A two-column TABLE seems to be a very smart solution for this. Thank you, Harvey.

- - - - -

Sorry, but I was hoping you would ask HOW the spell-check language is set separately on each column.
[I hate it when someone says "Of course" on an issue I don't see.] :wink:
Since you grasped it immediately, I'm afraid I must ask one of you: How do you do that?

I'll just throw in that I've tested this but found it didn't find to work
well enough to use, but that's about footnotes.. both placement and
numbering.)

However, I tested this method, I found that defining three columns provided
the control I needed for the gutter (area between the columns) better than
trying to manage the gutter within the LO interface. That is, I used column
2 for entering the gutter dimensions and tole LO to have no space between
columns, and the table display seemed to be less inconsistent.

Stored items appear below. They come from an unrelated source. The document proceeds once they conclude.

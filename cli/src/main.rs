//! # ExportReady CLI
//!
//! ExportReady: export compliance answers for Indian SMEs
//!
//! ExportReady turns a product description and a destination country into
//! a full readiness report: HS code, certifications, risks, costs, and a
//! step-by-step compliance roadmap.
//!
//! You know your product. ExportReady knows the paperwork.
//!
//! ## Usage
//!
//! ```bash
//! # Assess a product
//! exportready assess "Organic Turmeric Powder" "United States"
//!
//! # Load regulation snippets into the knowledge index
//! exportready ingest --seed
//!
//! ```

use clap::{Parser, Subcommand};
use exportready::commands;
use exportready::commands::assess::{BusinessTypeArg, CompanySizeArg, PaymentModeArg};

/// Initialize logger based on verbose flag
fn init_logger(verbose: bool) {
    let mut log_builder = env_logger::Builder::from_default_env();
    if verbose {
        log_builder.filter_level(log::LevelFilter::Debug);
    } else {
        log_builder.filter_level(log::LevelFilter::Info);
    }
    log_builder.init();
}

/// Main CLI structure
#[derive(Parser)]
#[command(name = "exportready")]
#[command(about = "ExportReady: export compliance answers for Indian SMEs", long_about = None)]
#[command(version)]
struct Cli {
    #[command(subcommand)]
    command: Commands,
}

/// Available CLI commands
#[derive(Subcommand)]
enum Commands {
    /// Generate an export readiness report for a product and destination
    Assess {
        /// Product name or short description
        #[arg(value_name = "PRODUCT")]
        product: String,
        /// Destination country, by name or ISO code (e.g., "Germany" or DE)
        #[arg(value_name = "DESTINATION")]
        destination: String,
        /// How the exporter operates
        #[arg(long, short = 'b', value_enum, default_value = "manufacturing")]
        business_type: BusinessTypeArg,
        /// Company size band (MSME classification)
        #[arg(long, short = 's', value_enum, default_value = "micro")]
        company_size: CompanySizeArg,
        /// Ingredients or bill-of-materials text
        #[arg(long, value_name = "TEXT")]
        ingredients: Option<String>,
        /// Text summary of product images (from an upstream extractor)
        #[arg(long, value_name = "TEXT")]
        image_summary: Option<String>,
        /// Expected monthly volume in units
        #[arg(long, value_name = "UNITS")]
        monthly_volume: Option<u32>,
        /// How the buyer pays
        #[arg(long, value_enum, value_name = "MODE")]
        payment: Option<PaymentModeArg>,
        /// Unit price band, lower bound
        #[arg(long, value_name = "AMOUNT")]
        price_min: Option<f64>,
        /// Unit price band, upper bound
        #[arg(long, value_name = "AMOUNT")]
        price_max: Option<f64>,
        /// Currency of the price band
        #[arg(long, value_name = "CODE", default_value = "USD")]
        price_currency: String,
        /// Output as JSON
        #[arg(long)]
        json: bool,
        /// Enable verbose output
        #[arg(long, short = 'v')]
        verbose: bool,
    },
    /// Manage CLI configuration
    Config {
        #[command(subcommand)]
        command: ConfigCommands,
    },
    /// Load regulation snippets into the knowledge index
    Ingest {
        /// TOML corpus file to ingest
        #[arg(value_name = "FILE")]
        path: Option<std::path::PathBuf>,
        /// Ingest the built-in seed corpus
        #[arg(long)]
        seed: bool,
        /// Enable verbose output
        #[arg(long, short = 'v')]
        verbose: bool,
    },
}

/// Config subcommands
#[derive(Subcommand)]
enum ConfigCommands {
    /// Show current configuration
    Show {
        /// Show full secrets instead of masked values
        #[arg(long)]
        show_secrets: bool,
    },
    /// Manage the generative backend used for report sections
    Backend {
        #[command(subcommand)]
        command: BackendCommands,
    },
}

/// Backend subcommands
#[derive(Subcommand)]
enum BackendCommands {
    /// Configure OpenAI as backend provider
    Openai {
        /// Model name (e.g., gpt-4o-mini, gpt-4o)
        #[arg(long, short = 'm', default_value = "gpt-4o-mini")]
        model: String,
        /// API key (optional, prefers OPENAI_API_KEY env var)
        #[arg(long, short = 'k')]
        api_key: Option<String>,
    },
    /// Configure Anthropic as backend provider
    Anthropic {
        /// Model name (e.g., claude-sonnet-4-5, claude-opus-4-1)
        #[arg(long, short = 'm', default_value = "claude-sonnet-4-5")]
        model: String,
        /// API key (optional, prefers ANTHROPIC_API_KEY env var)
        #[arg(long, short = 'k')]
        api_key: Option<String>,
    },
    /// Configure local Ollama as backend provider
    Ollama {
        /// Ollama API endpoint
        #[arg(long, short = 'e', default_value = "http://localhost:11434")]
        endpoint: String,
        /// Model name (e.g., llama3.1, mistral)
        #[arg(long, short = 'm', default_value = "llama3.1")]
        model: String,
    },
    /// Configure custom OpenAI-compatible endpoint
    Custom {
        /// API endpoint URL
        #[arg(long, short = 'e')]
        endpoint: String,
        /// Model name
        #[arg(long, short = 'm')]
        model: String,
        /// API key (optional)
        #[arg(long, short = 'k')]
        api_key: Option<String>,
    },
    /// Show current backend configuration
    Show {
        /// Show full secrets instead of masked values
        #[arg(long)]
        show_secrets: bool,
    },
    /// Remove backend configuration
    Remove,
}

#[tokio::main]
async fn main() {
    let cli = Cli::parse();
    let exit_code = run_command(cli.command).await;
    std::process::exit(exit_code);
}

async fn run_command(command: Commands) -> i32 {
    use exportready::exit_codes::*;

    match command {
        Commands::Assess {
            product,
            destination,
            business_type,
            company_size,
            ingredients,
            image_summary,
            monthly_volume,
            payment,
            price_min,
            price_max,
            price_currency,
            json,
            verbose,
        } => {
            let args = commands::assess::AssessArgs {
                product,
                destination,
                business_type,
                company_size,
                ingredients,
                image_summary,
                monthly_volume,
                payment,
                price_min,
                price_max,
                price_currency,
                json,
                verbose,
            };
            init_logger(verbose);
            match commands::assess::execute(args).await {
                Ok(exit_code) => exit_code,
                Err(e) => {
                    eprintln!("Assess error: {}", e);
                    EXIT_ERROR
                }
            }
        }
        Commands::Config { command } => run_config_command(command),
        Commands::Ingest {
            path,
            seed,
            verbose,
        } => {
            let args = commands::ingest::IngestArgs {
                path,
                seed,
                verbose,
            };
            init_logger(verbose);
            match commands::ingest::execute(args).await {
                Ok(exit_code) => exit_code,
                Err(e) => {
                    eprintln!("Ingest error: {}", e);
                    EXIT_ERROR
                }
            }
        }
    }
}

fn run_config_command(command: ConfigCommands) -> i32 {
    use exportready::exit_codes::*;

    match command {
        ConfigCommands::Show { show_secrets } => {
            let args = commands::config::ConfigShowArgs { show_secrets };
            match commands::config::execute_show(args) {
                Ok(exit_code) => exit_code,
                Err(e) => {
                    eprintln!("Config error: {}", e);
                    EXIT_CONFIG_ERROR
                }
            }
        }
        ConfigCommands::Backend { command } => run_backend_command(command),
    }
}

fn run_backend_command(command: BackendCommands) -> i32 {
    use commands::config::{BackendProvider, ConfigBackendArgs};
    use exportready::exit_codes::*;

    let args = match command {
        BackendCommands::Openai { model, api_key } => {
            ConfigBackendArgs::Set(BackendProvider::OpenAi { model, api_key })
        }
        BackendCommands::Anthropic { model, api_key } => {
            ConfigBackendArgs::Set(BackendProvider::Anthropic { model, api_key })
        }
        BackendCommands::Ollama { endpoint, model } => {
            ConfigBackendArgs::Set(BackendProvider::Ollama { endpoint, model })
        }
        BackendCommands::Custom {
            endpoint,
            model,
            api_key,
        } => ConfigBackendArgs::Set(BackendProvider::Custom {
            endpoint,
            model,
            api_key,
        }),
        BackendCommands::Show { show_secrets } => ConfigBackendArgs::Show { show_secrets },
        BackendCommands::Remove => ConfigBackendArgs::Remove,
    };

    match commands::config::execute_backend(args) {
        Ok(exit_code) => exit_code,
        Err(e) => {
            eprintln!("Config backend error: {}", e);
            EXIT_CONFIG_ERROR
        }
    }
}
//! Seven-day action plan derived from the roadmap.
//!
//! The plan is a first-week sprint: a fixed quick win on day one, then
//! roadmap work unrolled into concrete tasks and packed greedily into
//! days 1..=7. Whatever does not fit in the week is left to the roadmap.

use exportready_core::types::{
    ActionPlan, PlanTask, RoadmapStep, StepKind, TaskCategory,
};

/// Hard cap per day; the week never schedules more than this many tasks
/// on one date.
const MAX_TASKS_PER_DAY: usize = 3;

/// Build the 7-day plan from an ordered roadmap. The roadmap order
/// already encodes dependencies and duration-based priority, so packing
/// is a straight left-to-right fill.
pub fn build_action_plan(roadmap: &[RoadmapStep]) -> ActionPlan {
    let mut tasks = vec![PlanTask {
        id: String::new(),
        title: "Assemble the export document checklist (invoice, packing list, bank details)"
            .to_string(),
        category: TaskCategory::Documentation,
        estimated_duration_days: 0.5,
        done: false,
    }];

    for step in roadmap {
        match step.kind {
            StepKind::Registration => tasks.push(PlanTask {
                id: String::new(),
                title: step.title.clone(),
                category: TaskCategory::Registration,
                estimated_duration_days: 0.5,
                done: false,
            }),
            StepKind::Certification => {
                let name = step.title.strip_prefix("Obtain ").unwrap_or(&step.title);
                tasks.push(PlanTask {
                    id: String::new(),
                    title: format!("Prepare documents: {name}"),
                    category: TaskCategory::Documentation,
                    estimated_duration_days: 1.0,
                    done: false,
                });
                tasks.push(PlanTask {
                    id: String::new(),
                    title: format!("Submit application: {name}"),
                    category: TaskCategory::Certification,
                    estimated_duration_days: 0.5,
                    done: false,
                });
            }
            StepKind::Mitigation => tasks.push(PlanTask {
                id: String::new(),
                title: step.title.clone(),
                category: TaskCategory::RiskMitigation,
                estimated_duration_days: 1.0,
                done: false,
            }),
            StepKind::Logistics => tasks.push(PlanTask {
                id: String::new(),
                title: "Get freight quotes and shortlist a forwarder".to_string(),
                category: TaskCategory::Outreach,
                estimated_duration_days: 1.0,
                done: false,
            }),
        }
    }

    let mut plan = ActionPlan::empty();
    let mut day_index = 0usize;
    for (index, mut task) in tasks.into_iter().enumerate() {
        if plan.days[day_index].tasks.len() == MAX_TASKS_PER_DAY {
            day_index += 1;
            if day_index == plan.days.len() {
                break;
            }
        }
        task.id = format!("task-{}", index + 1);
        plan.days[day_index].tasks.push(task);
    }
    plan
}
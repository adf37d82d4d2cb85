//! Compliance roadmap construction.
//!
//! Steps form a small dependency graph: registrations unlock filings and
//! certifications, and the first-shipment step waits on everything legally
//! required. Ordering is a topological sort that always emits the
//! shortest ready step first, so quick independent wins surface before
//! long-running applications.

use std::collections::{HashMap, HashSet};

use exportready_core::types::{
    Certification, QueryInput, ReportIntegrityError, Risk, RoadmapStep, Severity, StepKind,
};

const IEC_DAYS: u32 = 7;
const GST_LUT_DAYS: u32 = 3;
const STPI_DAYS: u32 = 10;
const MITIGATION_DAYS: u32 = 5;
const LOGISTICS_DAYS: u32 = 3;

const IEC_KEY: &str = "iec";
const GST_LUT_KEY: &str = "gst-lut";
const STPI_KEY: &str = "stpi";
const LOGISTICS_KEY: &str = "logistics";

/// A step before numbering, keyed by a stable string so dependencies can
/// be declared before the final order is known.
#[derive(Debug, Clone)]
struct PlannedStep {
    key: String,
    title: String,
    description: String,
    kind: StepKind,
    duration_days: u32,
    deps: Vec<String>,
}

/// Build the roadmap for one query from its resolved certifications and
/// risks.
pub fn build_roadmap(
    query: &QueryInput,
    certifications: &[Certification],
    risks: &[Risk],
) -> Result<Vec<RoadmapStep>, ReportIntegrityError> {
    let mut steps = Vec::new();

    steps.push(PlannedStep {
        key: IEC_KEY.to_string(),
        title: "Obtain Import Export Code (IEC)".to_string(),
        description: "Apply for the IEC on the DGFT portal; it is the base registration \
                      every other export filing refers to."
            .to_string(),
        kind: StepKind::Registration,
        duration_days: IEC_DAYS,
        deps: vec![],
    });

    let filing_key = if query.business_type.ships_goods() {
        steps.push(PlannedStep {
            key: GST_LUT_KEY.to_string(),
            title: "File GST Letter of Undertaking".to_string(),
            description: "File the LUT on the GST portal to ship without paying IGST upfront; \
                          renew it each financial year."
                .to_string(),
            kind: StepKind::Registration,
            duration_days: GST_LUT_DAYS,
            deps: vec![IEC_KEY.to_string()],
        });
        GST_LUT_KEY
    } else {
        steps.push(PlannedStep {
            key: STPI_KEY.to_string(),
            title: "Register with STPI".to_string(),
            description: "Register as a non-STP unit with the jurisdictional STPI centre so \
                          SOFTEX filings and inward remittances reconcile."
                .to_string(),
            kind: StepKind::Registration,
            duration_days: STPI_DAYS,
            deps: vec![IEC_KEY.to_string()],
        });
        STPI_KEY
    };

    for cert in certifications {
        steps.push(PlannedStep {
            key: format!("cert-{}", cert.id),
            title: format!("Obtain {}", cert.name),
            description: cert.rationale.clone(),
            kind: StepKind::Certification,
            duration_days: cert.estimated_timeline_days.max(1),
            deps: vec![IEC_KEY.to_string()],
        });
    }

    for (index, risk) in risks.iter().enumerate() {
        if risk.severity != Severity::High {
            continue;
        }
        // Certification-linked risks are already covered by their
        // certification step.
        if certifications.iter().any(|c| risk.title.contains(&c.name)) {
            continue;
        }
        steps.push(PlannedStep {
            key: format!("mitigate-{index}"),
            title: format!("Resolve: {}", risk.title),
            description: risk.mitigation.clone(),
            kind: StepKind::Mitigation,
            duration_days: MITIGATION_DAYS,
            deps: vec![],
        });
    }

    let mut logistics_deps = vec![filing_key.to_string()];
    logistics_deps.extend(
        certifications
            .iter()
            .filter(|c| c.mandatory)
            .map(|c| format!("cert-{}", c.id)),
    );
    steps.push(PlannedStep {
        key: LOGISTICS_KEY.to_string(),
        title: "Prepare first shipment".to_string(),
        description: "Register the AD code with customs, book freight, and assemble the \
                      final document set for the first consignment."
            .to_string(),
        kind: StepKind::Logistics,
        duration_days: LOGISTICS_DAYS,
        deps: logistics_deps,
    });

    order_steps(steps)
}

/// Kahn's ordering over the planned steps, emitting the shortest ready
/// step first; insertion order breaks duration ties. A cycle or a
/// dependency on an unknown key is an integrity error.
fn order_steps(steps: Vec<PlannedStep>) -> Result<Vec<RoadmapStep>, ReportIntegrityError> {
    let known: HashSet<&str> = steps.iter().map(|s| s.key.as_str()).collect();
    if steps
        .iter()
        .any(|s| s.deps.iter().any(|d| !known.contains(d.as_str())))
    {
        return Err(ReportIntegrityError::InvalidRoadmap);
    }

    let mut emitted: HashMap<String, u32> = HashMap::new();
    let mut ordered = Vec::with_capacity(steps.len());
    let mut done = vec![false; steps.len()];

    while ordered.len() < steps.len() {
        let mut next: Option<usize> = None;
        for (index, step) in steps.iter().enumerate() {
            if done[index] {
                continue;
            }
            if !step.deps.iter().all(|d| emitted.contains_key(d)) {
                continue;
            }
            match next {
                Some(best) if steps[best].duration_days <= step.duration_days => {}
                _ => next = Some(index),
            }
        }
        let Some(index) = next else {
            return Err(ReportIntegrityError::InvalidRoadmap);
        };

        done[index] = true;
        let step = &steps[index];
        let number = (ordered.len() + 1) as u32;
        emitted.insert(step.key.clone(), number);

        let mut depends_on: Vec<u32> = step.deps.iter().map(|d| emitted[d]).collect();
        depends_on.sort_unstable();
        ordered.push(RoadmapStep {
            number,
            title: step.title.clone(),
            description: step.description.clone(),
            kind: step.kind,
            duration_days: step.duration_days,
            depends_on,
        });
    }

    Ok(ordered)
}

#[cfg(test)]
mod tests {
    use super::*;
    use exportready_core::types::{
        BusinessType, CertificationType, CompanySize, EstimateProvenance, MoneyRange, Priority,
        is_valid_roadmap,
    };

    fn query(business_type: BusinessType) -> QueryInput {
        QueryInput {
            product_name: "Test product".to_string(),
            ingredients: None,
            image_summary: None,
            destination_country: "US".to_string(),
            business_type,
            company_size: CompanySize::Micro,
            monthly_volume: None,
            price_range: None,
            payment_mode: None,
        }
    }

    fn cert(id: &str, name: &str, mandatory: bool, days: u32) -> Certification {
        Certification {
            id: id.to_string(),
            name: name.to_string(),
            certification_type: CertificationType::Fda,
            mandatory,
            priority: Priority::High,
            estimated_cost: MoneyRange::inr(10_000, 20_000),
            estimated_timeline_days: days,
            provenance: EstimateProvenance::Verified,
            rationale: "Required for the destination".to_string(),
            evidence_refs: vec![],
        }
    }

    #[test]
    fn goods_roadmap_is_valid_and_ends_with_logistics() {
        let certifications = vec![cert("us-fda-facility", "FDA Registration", true, 30)];
        let roadmap =
            build_roadmap(&query(BusinessType::Manufacturing), &certifications, &[]).unwrap();

        assert!(is_valid_roadmap(&roadmap));
        assert_eq!(roadmap[0].title, "Obtain Import Export Code (IEC)");
        let last = roadmap.last().unwrap();
        assert_eq!(last.kind, StepKind::Logistics);
        // The shipment step waits on the LUT and the mandatory
        // certification.
        assert_eq!(last.depends_on.len(), 2);
        assert!(roadmap.iter().any(|s| s.title.contains("GST Letter")));
    }

    #[test]
    fn saas_roadmap_uses_stpi_instead_of_lut() {
        let roadmap = build_roadmap(&query(BusinessType::SaaS), &[], &[]).unwrap();
        assert!(roadmap.iter().any(|s| s.title.contains("STPI")));
        assert!(!roadmap.iter().any(|s| s.title.contains("GST Letter")));
    }

    #[test]
    fn shorter_ready_step_comes_first() {
        let certifications = vec![
            cert("slow-cert", "Slow Certification", false, 60),
            cert("fast-cert", "Fast Certification", false, 10),
        ];
        let roadmap =
            build_roadmap(&query(BusinessType::Manufacturing), &certifications, &[]).unwrap();

        let fast = roadmap
            .iter()
            .position(|s| s.title.contains("Fast"))
            .unwrap();
        let slow = roadmap
            .iter()
            .position(|s| s.title.contains("Slow"))
            .unwrap();
        assert!(fast < slow);
    }

    #[test]
    fn substance_risk_gets_a_mitigation_step() {
        let risk = Risk::new(
            "Restricted substance: lead chromate",
            "description",
            Severity::High,
            "Obtain a lab report",
        );
        let roadmap = build_roadmap(&query(BusinessType::Manufacturing), &[], &[risk]).unwrap();
        assert!(
            roadmap
                .iter()
                .any(|s| s.kind == StepKind::Mitigation && s.title.contains("lead chromate"))
        );
    }

    #[test]
    fn certification_linked_risk_gets_no_extra_step() {
        let certifications = vec![cert("us-fda-facility", "FDA Registration", true, 30)];
        let risk = Risk::new(
            "FDA Registration not yet obtained",
            "description",
            Severity::High,
            "Apply now",
        );
        let roadmap =
            build_roadmap(&query(BusinessType::Manufacturing), &certifications, &[risk]).unwrap();
        assert!(!roadmap.iter().any(|s| s.kind == StepKind::Mitigation));
    }

    #[test]
    fn low_severity_risks_get_no_step() {
        let risk = Risk::new("Documentation accuracy", "d", Severity::Low, "m");
        let roadmap = build_roadmap(&query(BusinessType::Manufacturing), &[], &[risk]).unwrap();
        assert!(!roadmap.iter().any(|s| s.kind == StepKind::Mitigation));
    }

    #[test]
    fn unknown_dependency_is_an_integrity_error() {
        let steps = vec![PlannedStep {
            key: "a".to_string(),
            title: "A".to_string(),
            description: String::new(),
            kind: StepKind::Registration,
            duration_days: 1,
            deps: vec!["missing".to_string()],
        }];
        assert_eq!(
            order_steps(steps).unwrap_err(),
            ReportIntegrityError::InvalidRoadmap
        );
    }

    #[test]
    fn dependency_cycle_is_an_integrity_error() {
        let steps = vec![
            PlannedStep {
                key: "a".to_string(),
                title: "A".to_string(),
                description: String::new(),
                kind: StepKind::Registration,
                duration_days: 1,
                deps: vec!["b".to_string()],
            },
            PlannedStep {
                key: "b".to_string(),
                title: "B".to_string(),
                description: String::new(),
                kind: StepKind::Registration,
                duration_days: 1,
                deps: vec!["a".to_string()],
            },
        ];
        assert_eq!(
            order_steps(steps).unwrap_err(),
            ReportIntegrityError::InvalidRoadmap
        );
    }
}
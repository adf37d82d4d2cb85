//! Tuning parameters for the report pipeline.
//!
//! The numeric weights and thresholds here are domain-tuned starting
//! points, not constants of nature. They are carried as plain config
//! structs so deployments can adjust them and tests can pin them.

use std::time::Duration;

/// Weights and thresholds for confidence fusion.
///
/// Source weights order the trust hierarchy: rule agreement above
/// retrieval similarity above the model's self-reported confidence.
#[derive(Debug, Clone)]
pub struct FusionConfig {
    pub rule_weight: f32,
    pub retrieval_weight: f32,
    pub model_weight: f32,

    /// Added when rule hint and model output agree on the HS chapter.
    pub agreement_boost: f32,

    /// Hard ceiling when rule hint and model output disagree on the
    /// chapter; must sit below `verified_threshold`.
    pub disagreement_cap: f32,

    /// Confidence at or above which a prediction counts as verified and
    /// needs no manual review.
    pub verified_threshold: f32,

    /// Ceiling applied when the model was unavailable and the prediction
    /// fell back to rule/retrieval signals alone.
    pub fallback_ceiling: f32,
}

impl Default for FusionConfig {
    fn default() -> Self {
        Self {
            rule_weight: 0.5,
            retrieval_weight: 0.3,
            model_weight: 0.2,
            agreement_boost: 0.1,
            disagreement_cap: 0.6,
            verified_threshold: 0.75,
            fallback_ceiling: 0.5,
        }
    }
}

/// Thresholds for the certification candidate state machine.
#[derive(Debug, Clone)]
pub struct ResolverConfig {
    /// Fused score at or above which a non-rule candidate is confirmed.
    pub confirm_threshold: f32,

    /// Fused score below which a candidate with no rule backing is
    /// discarded when the model also rules it out.
    pub discard_threshold: f32,
}

impl Default for ResolverConfig {
    fn default() -> Self {
        Self {
            confirm_threshold: 0.7,
            discard_threshold: 0.3,
        }
    }
}

/// Rejection-rate thresholds for risk severity.
#[derive(Debug, Clone)]
pub struct RiskConfig {
    /// Historical rejection rate at or above which the risk is High.
    pub high_rejection_threshold: f32,

    /// Historical rejection rate at or above which the risk is Medium.
    pub medium_rejection_threshold: f32,
}

impl Default for RiskConfig {
    fn default() -> Self {
        Self {
            high_rejection_threshold: 0.15,
            medium_rejection_threshold: 0.08,
        }
    }
}

/// End-to-end pipeline budget and per-call limits.
#[derive(Debug, Clone)]
pub struct PipelineConfig {
    /// Outer deadline for one report. Past it, non-critical stages are
    /// skipped and the report is emitted best-effort.
    pub deadline: Duration,

    /// Timeout for one retrieval round trip.
    pub retrieval_timeout: Duration,

    /// Timeout for one generative model call.
    pub model_timeout: Duration,

    /// Pause before the single retry of a failed external call.
    pub retry_backoff: Duration,

    pub fusion: FusionConfig,
    pub resolver: ResolverConfig,
    pub risk: RiskConfig,
}

impl Default for PipelineConfig {
    fn default() -> Self {
        Self {
            deadline: Duration::from_secs(30),
            retrieval_timeout: Duration::from_secs(5),
            model_timeout: Duration::from_secs(12),
            retry_backoff: Duration::from_millis(500),
            fusion: FusionConfig::default(),
            resolver: ResolverConfig::default(),
            risk: RiskConfig::default(),
        }
    }
}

I also found that during testing, it was much easier to keep the text in LO
Calc in 3 columns, and make edits there, then paste the entire document
into LO Writer as a table for formatting. This would make defining the
language very easy: Select the entire column and in tools --> language
choose the language for the column.

This requires knowing how to use styles. For the column in German, all of the styles you use (paragraph, heading, or character styles need to be modified to list German as the language. For the column in English, all of the styles you use (paragraph, heading, or character styles need to be modified to list English as the language.This results in two sets of styles, one for German and one for English. For detailed instructions on doing this, you need to download the latest Writer Guide or download the the chapter on styles and the chapters on styles from the Getting Started Guide. Or, you could just download the entire Writer Guide so you would have a good reference for other questions about Writer.

Dan

Thanks, Dan. It's funny: I thought I knew styles, which are indispensable to any kind of serious writing, but never noticed that Language setting in the Character style Font tab.
Every day is a school day.
-John

the language setting is also in the Font tab for all paragraph styles. Did you notice this?

Dan

I just klick on the top of the one column to select the content of the
whole column. Then go to Tools > Language > For Selection and select
the language to be checked for that column.

Hi Dan,

Yes I did, but the Font tab is a Character tab in a Paragraph style. (If you do Format > Paragraph from the menu, the dialog has no Font tab, because that is under Format > Character. One of the idiosyncrasies about OO/LO Paragraph /styles/ [related to MS Word history?] is that they incorporate Character style functions.) So I tend to think of those as attributes of a Character style -- but as you say, in this case they are (also) in a Paragraph style.

Thanks again for checking my understanding,
John

Hi Harvey,

Good point! That is an another good reason for doing the columns of the page(s) as table columns: It simplifies selecting a column as a syntactic field. I never thought about that, and appreciate you generalizing the solution in that way, which is an interesting variation on style management.